▸ YOUR TASK:
Bring together all lines from the listing below that contain the string "bool".

▸ RECORDS FOR THIS TASK:
----------------------------------------
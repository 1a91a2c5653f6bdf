//! Server configuration

use std::net::{IpAddr, SocketAddr};
use std::path::PathBuf;
use std::str::FromStr;

use crate::error::{BoardError, Result};

/// Default listening port
pub const DEFAULT_PORT: u16 = 3030;

/// Log output format
#[derive(Debug, Clone, Copy, Default, PartialEq, Eq)]
pub enum LogFormat {
    #[default]
    Text,
    Json,
}

impl FromStr for LogFormat {
    type Err = BoardError;

    fn from_str(s: &str) -> Result<Self> {
        match s.to_ascii_lowercase().as_str() {
            "text" | "pretty" => Ok(LogFormat::Text),
            "json" => Ok(LogFormat::Json),
            other => Err(BoardError::Config(format!("unknown log format '{}'", other))),
        }
    }
}

/// Validated server configuration
#[derive(Debug, Clone)]
pub struct ServerConfig {
    /// Address to bind
    pub addr: SocketAddr,
    /// Directory served at `/`
    pub static_root: PathBuf,
    /// Insert the demo message on startup
    pub seed: bool,
    pub log_format: LogFormat,
}

impl ServerConfig {
    /// Build a config from raw host, port and static root values.
    ///
    /// `~` in the static root is expanded.
    pub fn new(host: &str, port: u16, static_root: &str) -> Result<Self> {
        let ip: IpAddr = host
            .parse()
            .map_err(|e| BoardError::Config(format!("invalid host '{}': {}", host, e)))?;
        let static_root = PathBuf::from(shellexpand::tilde(static_root).as_ref());

        Ok(Self {
            addr: SocketAddr::new(ip, port),
            static_root,
            seed: true,
            log_format: LogFormat::default(),
        })
    }

    pub fn with_seed(mut self, seed: bool) -> Self {
        self.seed = seed;
        self
    }

    pub fn with_log_format(mut self, log_format: LogFormat) -> Self {
        self.log_format = log_format;
        self
    }
}

impl Default for ServerConfig {
    fn default() -> Self {
        Self {
            addr: SocketAddr::from(([0, 0, 0, 0], DEFAULT_PORT)),
            static_root: PathBuf::from("."),
            seed: true,
            log_format: LogFormat::Text,
        }
    }
}

#[cfg(test)]
mod tests {
    use super::*;

    #[test]
    fn test_defaults() {
        let config = ServerConfig::default();
        assert_eq!(config.addr.port(), 3030);
        assert_eq!(config.static_root, PathBuf::from("."));
        assert!(config.seed);
    }

    #[test]
    fn test_new_validates_host() {
        let config = ServerConfig::new("127.0.0.1", 8080, "public").unwrap();
        assert_eq!(config.addr, SocketAddr::from(([127, 0, 0, 1], 8080)));

        assert!(matches!(
            ServerConfig::new("not a host", 8080, "."),
            Err(BoardError::Config(_))
        ));
    }

    #[test]
    fn test_log_format_parse() {
        assert_eq!("json".parse::<LogFormat>().unwrap(), LogFormat::Json);
        assert_eq!("TEXT".parse::<LogFormat>().unwrap(), LogFormat::Text);
        assert!("xml".parse::<LogFormat>().is_err());
    }
}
----------------------------------------
▸ RESPONSE AREA:
    pub seed: bool,
    pub fn with_seed(mut self, seed: bool) -> Self {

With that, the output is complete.